Wygląda na to, że ciąża to jedyny problem, który sprawia, że Jovovich jeszcze nie założyła ślubnej obrączki. Bo deklaruje, że nie marzy o niczym innym, jak tylko o małżeństwie ze swoim partnerem i ojcem jej przyszłego dziecka Paulem Andersonem. Ale musi poczekać, bo nie chce, by biała suknia źle układała się na jej brzemiennym brzuchu. I dlatego ze ślubem wstrzyma się aż do narodzin córeczki - bo już wiadomo, że tej właśnie płci będzie dziecko.

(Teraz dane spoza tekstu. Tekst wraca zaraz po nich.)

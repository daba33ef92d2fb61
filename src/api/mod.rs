//! HTTP observability surface.
//!
//! Read-only operator endpoints: health, the metrics snapshot, the live
//! event feed as server-sent events, and the threat summary. The tool RPC
//! surface lives on stdio; nothing here mutates gateway state.

use crate::pipeline::{RequestPipeline, StatsArgs};
use axum::extract::State;
use axum::http::StatusCode;
use axum::response::sse::{Event as SseEvent, KeepAlive, Sse};
use axum::response::IntoResponse;
use axum::routing::get;
use axum::{Json, Router};
use futures_util::Stream;
use std::convert::Infallible;
use std::sync::Arc;
use tokio::sync::broadcast::error::RecvError;
use tower_http::cors::CorsLayer;
use tower_http::trace::TraceLayer;
use tracing::info;

pub fn router(pipeline: Arc<RequestPipeline>) -> Router {
    Router::new()
        .route("/health", get(health))
        .route("/api/stats", get(stats))
        .route("/api/events", get(events))
        .route("/api/threats", get(threats))
        .layer(axum::middleware::from_fn(
            crate::middleware::request_logging,
        ))
        .layer(TraceLayer::new_for_http())
        .layer(CorsLayer::permissive())
        .with_state(pipeline)
}

/// Bind and serve until the process exits. Disabled entirely when the
/// configured port is zero.
pub async fn serve(pipeline: Arc<RequestPipeline>, port: u16) -> anyhow::Result<()> {
    let addr = std::net::SocketAddr::from(([127, 0, 0, 1], port));
    let listener = tokio::net::TcpListener::bind(addr).await?;
    info!("observability listener on http://{addr}");
    axum::serve(listener, router(pipeline)).await?;
    Ok(())
}

async fn health() -> &'static str {
    "ok"
}

async fn stats(State(pipeline): State<Arc<RequestPipeline>>) -> impl IntoResponse {
    // The HTTP surface is read-only; stats are served without reset and
    // without the auth gate the RPC tools use.
    match pipeline.server_stats(StatsArgs::default(), "http") {
        Ok(stats) => Json(stats).into_response(),
        Err(e) => (StatusCode::INTERNAL_SERVER_ERROR, e.to_string()).into_response(),
    }
}

async fn threats(State(pipeline): State<Arc<RequestPipeline>>) -> impl IntoResponse {
    match pipeline.threat_analysis(None, "http") {
        Ok(summary) => Json(summary).into_response(),
        Err(e) => (StatusCode::INTERNAL_SERVER_ERROR, e.to_string()).into_response(),
    }
}

async fn events(
    State(pipeline): State<Arc<RequestPipeline>>,
) -> Sse<impl Stream<Item = Result<SseEvent, Infallible>>> {
    let rx = pipeline.events.subscribe();
    let events = pipeline.events.clone();

    let stream = futures_util::stream::unfold((rx, events), |(mut rx, events)| async move {
        loop {
            match rx.recv().await {
                Ok(event) => {
                    let sse = match SseEvent::default().json_data(&event) {
                        Ok(sse) => sse,
                        Err(_) => continue,
                    };
                    return Some((Ok(sse), (rx, events)));
                }
                // A lagging consumer skips ahead; the gap is counted, the
                // publisher was never blocked.
                Err(RecvError::Lagged(n)) => {
                    events.note_dropped(n);
                    continue;
                }
                Err(RecvError::Closed) => return None,
            }
        }
    });

    Sse::new(stream).keep_alive(KeepAlive::default())
}

#[cfg(test)]
mod tests {
    use super::*;

    #[test]
    fn test_router_builds() {
        let dir = tempfile::TempDir::new().unwrap();
        let config = crate::models::Config {
            data_dir: dir.path().join("data"),
            logs_dir: dir.path().join("logs"),
            ..Default::default()
        };
        let pipeline = Arc::new(crate::pipeline::RequestPipeline::new(config).unwrap());
        let _router = router(pipeline);
    }
}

Pozostaje tylko pytanie, czy Milla Jovovich po narodzinach dziewczynki nadal będzie ją ukrywać. Bo okaże się np., że aktorka źle wygląda z dzieckiem na ręku. Mamy nadzieję, że tak nie będzie, bo Jovovich mocno podkreśla, jak bardzo cieszy się z macierzyństwa. Dziewczynka ma się urodzić w listopadzie.
Paul Anderson i Milla Jovovich poznali się w 2002 roku na planie filmu "Resident Evil". Zaręczyli się rok później. I od tej pory ciągle odwlekają swój ślub. Najpierw tłumaczyli, że są bardzo zapracowani - teraz przeszkodą jest ciąża.